Dengue warning signs, such as vomiting, abdominal pain and hepatomegaly, were very frequent in the co-infection cases. The cautious detection of these signs is of extreme importance as they characterize potential dengue severity [2] . Our findings were similar to the results reported by the study performed in the French Guiana [11] , although they did not use the dengue severity criteria from WHO [2] ; in both cases, the co-infected patients presented a higher frequency of warning signs and the sample had more severe cases.

In addition to classical warning signs and symptoms, dyspnea was also frequent in all groups, particularly in co-infected patients. Dyspnea is an early clinical feature of plasma leakage and, in dengue, may be the evidence of fluid accumulation of in the pleural cavity [2] , [34] . In malaria, dyspnea may be an evidence of acute lung edema [35] , which is one of the severity criteria for falciparum malaria [13] . In a study conducted in Timor East, one patient co-infected with falciparum malaria and dengue presented respiratory distress with radiographic findings compatible with the presentation of acute lung edema [33] . The clinical management of these cases may be difficult, as the inadequate fluid therapy for dengue treatment may induce fluid overload and large fluid effusion to the lungs.

The pregnant women had a more complicated presentation, although we could not follow up them until the end of their pregnancy. In a case series of co-infected patients from the Amazon region, pregnant women (2 of 11) presented severe acute lung edema and anemia [10] . Dengue is known to cause obstetric complications and to increase the risk of dengue severity among pregnant women [36] . In malaria, on the other hand, this association is not clear, because reported studies on the impact of P. vivax on pregnancy are scarce [37] .

Co-infected patients presented similar days of fever as compared to malaria patients.
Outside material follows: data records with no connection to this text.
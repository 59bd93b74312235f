//! Error taxonomy for the ingestion pipeline
//!
//! Two scopes exist. [`IngestError`] is fatal to a whole run: the file could
//! not be read as a table, the run bookkeeping is inconsistent, or the store
//! failed. [`RowError`] is scoped to a single row: it is recorded as an error
//! entry and the run carries on.

use serde::{Deserialize, Serialize};
use thiserror::Error;

use crate::run::RunStatus;

/// Result type alias for pipeline operations
pub type IngestResult<T> = std::result::Result<T, IngestError>;

/// Result type alias for store operations
pub type StoreResult<T> = std::result::Result<T, StoreError>;

/// Run-level failures
#[derive(Error, Debug)]
pub enum IngestError {
    #[error("EmptyFileError: file contains no data")]
    EmptyFile,

    #[error("HeaderOnlyError: file contains a header but no data rows")]
    HeaderOnly,

    #[error("DelimiterNotFoundError: none of ',', '\\t', ';', '|' appear in header line '{header}'")]
    DelimiterNotFound { header: String },

    #[error("HeaderValidationError: {0}")]
    HeaderValidation(String),

    #[error("ParseCorruptionError: {0}")]
    ParseCorruption(String),

    #[error("Invalid run transition from {from} to {to}")]
    InvalidTransition { from: RunStatus, to: RunStatus },

    #[error("Configuration error: {0}")]
    Config(String),

    #[error("IO error: {0}")]
    Io(#[from] std::io::Error),

    #[error("Store error: {0}")]
    Store(#[from] StoreError),
}

impl IngestError {
    /// Errors raised before any row is processed
    pub fn is_pre_row(&self) -> bool {
        matches!(
            self,
            IngestError::EmptyFile
                | IngestError::HeaderOnly
                | IngestError::DelimiterNotFound { .. }
                | IngestError::HeaderValidation(_)
                | IngestError::ParseCorruption(_)
        )
    }
}

/// Row-level failures, each persisted as an error entry
#[derive(Error, Debug, Clone, PartialEq, Eq)]
pub enum RowError {
    #[error("EmptyRowError: row contains no values")]
    EmptyRow,

    #[error("ValidationError: {0}")]
    Validation(String),

    #[error("ProcessingError: {0}")]
    Processing(String),
}

impl RowError {
    pub fn kind(&self) -> ErrorKind {
        match self {
            RowError::EmptyRow => ErrorKind::EmptyRow,
            RowError::Validation(_) => ErrorKind::Validation,
            RowError::Processing(_) => ErrorKind::RowProcessing,
        }
    }

    /// Message without the taxonomy prefix, as handed to the AI repairer
    pub fn detail(&self) -> &str {
        match self {
            RowError::EmptyRow => "row contains no values",
            RowError::Validation(message) | RowError::Processing(message) => message,
        }
    }
}

/// Stored error codes
#[derive(Debug, Clone, Copy, PartialEq, Eq, Hash, Serialize, Deserialize)]
#[serde(rename_all = "SCREAMING_SNAKE_CASE")]
pub enum ErrorKind {
    EmptyRow,
    #[serde(rename = "VALIDATION_ERROR")]
    Validation,
    #[serde(rename = "ROW_PROCESSING_ERROR")]
    RowProcessing,
}

impl ErrorKind {
    pub fn as_str(&self) -> &'static str {
        match self {
            ErrorKind::EmptyRow => "EMPTY_ROW",
            ErrorKind::Validation => "VALIDATION_ERROR",
            ErrorKind::RowProcessing => "ROW_PROCESSING_ERROR",
        }
    }
}

impl std::fmt::Display for ErrorKind {
    fn fmt(&self, f: &mut std::fmt::Formatter<'_>) -> std::fmt::Result {
        f.write_str(self.as_str())
    }
}

impl From<String> for ErrorKind {
    fn from(s: String) -> Self {
        match s.as_str() {
            "EMPTY_ROW" => ErrorKind::EmptyRow,
            "VALIDATION_ERROR" => ErrorKind::Validation,
            _ => ErrorKind::RowProcessing,
        }
    }
}

/// Record store failures
#[derive(Error, Debug)]
pub enum StoreError {
    #[error("Database query failed: {0}")]
    Database(#[from] sqlx::Error),

    #[error("Database migration failed: {0}")]
    Migration(#[from] sqlx::migrate::MigrateError),

    #[error("Serialization error: {0}")]
    Serialization(#[from] serde_json::Error),

    /// Unique constraint violation, e.g. a second run for the same file hash
    #[error("{0}")]
    Conflict(String),

    #[error("{0}")]
    NotFound(String),

    #[error("Storage backend failure: {0}")]
    Backend(String),
}

impl StoreError {
    pub fn not_found(resource: &str, identifier: impl std::fmt::Display) -> Self {
        Self::NotFound(format!("{} '{}' not found", resource, identifier))
    }
}

/// AI repair client failures; never fatal to a row or a run
#[derive(Error, Debug)]
pub enum RepairError {
    #[error("AI repair request failed: {0}")]
    Http(#[from] reqwest::Error),

    #[error("AI repair service returned status {status}: {body}")]
    Status { status: u16, body: String },

    #[error("AI repair response contained no content")]
    EmptyResponse,

    #[error("AI repair response is not a JSON object: {0}")]
    InvalidJson(#[from] serde_json::Error),

    #[error("AI repair is not configured: {0}")]
    NotConfigured(String),
}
That means that a patient with the diagnosis of dengue presenting with prolonged evolution should raise the suspicion of malaria co-infection. Our findings corroborate the results of a long case series in Pakistan, which presented longer disease duration on patients co-infected with vivax malaria and dengue [21] .

No specific dengue serotype was associated to the co-infected patients, however the number of cases was not big enough to test that hypothesis.
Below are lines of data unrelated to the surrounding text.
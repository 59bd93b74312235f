//! Batch checkpoint and rollback behavior

mod helpers;

use anyhow::Result;
use helpers::{ingestor_with, FaultyStore};
use pipecheck_ingest::{MemoryStore, PipelineConfig, RecordStore, RunStatus};
use std::sync::Arc;

fn batched(batch_size: usize) -> PipelineConfig {
    PipelineConfig {
        batch_size,
        ..Default::default()
    }
}

fn contacts(count: usize) -> Vec<u8> {
    let mut content = String::from("email,name\n");
    for i in 0..count {
        content.push_str(&format!("person{i}@example.com,Person {i}\n"));
    }
    content.into_bytes()
}

#[tokio::test]
async fn test_storage_fault_rolls_back_batch_and_fails_run() -> Result<()> {
    // Batch 1 (rows 0-1) commits, the third write fails inside batch 2
    let store = Arc::new(FaultyStore::failing_after(2));
    let report = ingestor_with(store.clone(), batched(2))
        .ingest_bytes("faulty.csv", &contacts(5))
        .await?;

    let run = report.run();
    assert_eq!(run.status, RunStatus::Failed);
    assert_eq!(
        run.error_message.as_deref(),
        Some("Store error: Storage backend failure: connection reset by peer")
    );
    assert_eq!(run.counters.total, 2);
    assert_eq!(run.counters.inserted, 2);

    assert_eq!(store.count_records().await?, 2);
    let persisted = store.get_run(run.id).await?.expect("run is persisted");
    assert_eq!(persisted.status, RunStatus::Failed);
    assert_eq!(persisted.counters.inserted, 2);
    Ok(())
}

#[tokio::test]
async fn test_error_entries_roll_back_with_their_batch() -> Result<()> {
    let store = Arc::new(FaultyStore::failing_after(1));
    let content = b"email,name\nok@example.com,Ok\nnot-an-email,A\nnext@example.com,Next\n";

    let report = ingestor_with(store.clone(), batched(10))
        .ingest_bytes("faulty.csv", content)
        .await?;

    let run = report.run();
    assert_eq!(run.status, RunStatus::Failed);
    assert_eq!(run.counters.total, 0);
    assert_eq!(store.count_records().await?, 0);
    assert!(store.list_errors(run.id).await?.is_empty());
    Ok(())
}

#[tokio::test]
async fn test_counters_accumulate_across_batches() -> Result<()> {
    let store = Arc::new(MemoryStore::new());
    let report = ingestor_with(store.clone(), batched(3))
        .ingest_bytes("many.csv", &contacts(10))
        .await?;

    let run = report.run();
    assert_eq!(run.status, RunStatus::Completed);
    assert_eq!(run.counters.total, 10);
    assert_eq!(run.counters.inserted, 10);
    assert_eq!(run.counters.rejected, 0);
    assert_eq!(store.list_records(run.id).await?.len(), 10);
    Ok(())
}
Our study has some limitations. It was not possible to confirm dengue infection by PCR in all patients due to the time of the disease presentation and possible non-viremic periods. On the other hand, a positive IgM in patients with malaria could also reflect recent dengue infection or recent yellow fever vaccination. In addition, our results are not extendable to other healthcare settings or to community basis, since we only included hospitalized patients.

On the other hand, this study has also some strengths. This is one of few studies addressing malaria and dengue co-infection, with a considerable amount of cases diagnosed by molecular tests. Besides, this work has been conducted by the same health care team, who applied consistent selection and severity criteria throughout the duration of the study. Furthermore, the majority of the existing works are case series reports and retrospective studies, which may produce low evidence level.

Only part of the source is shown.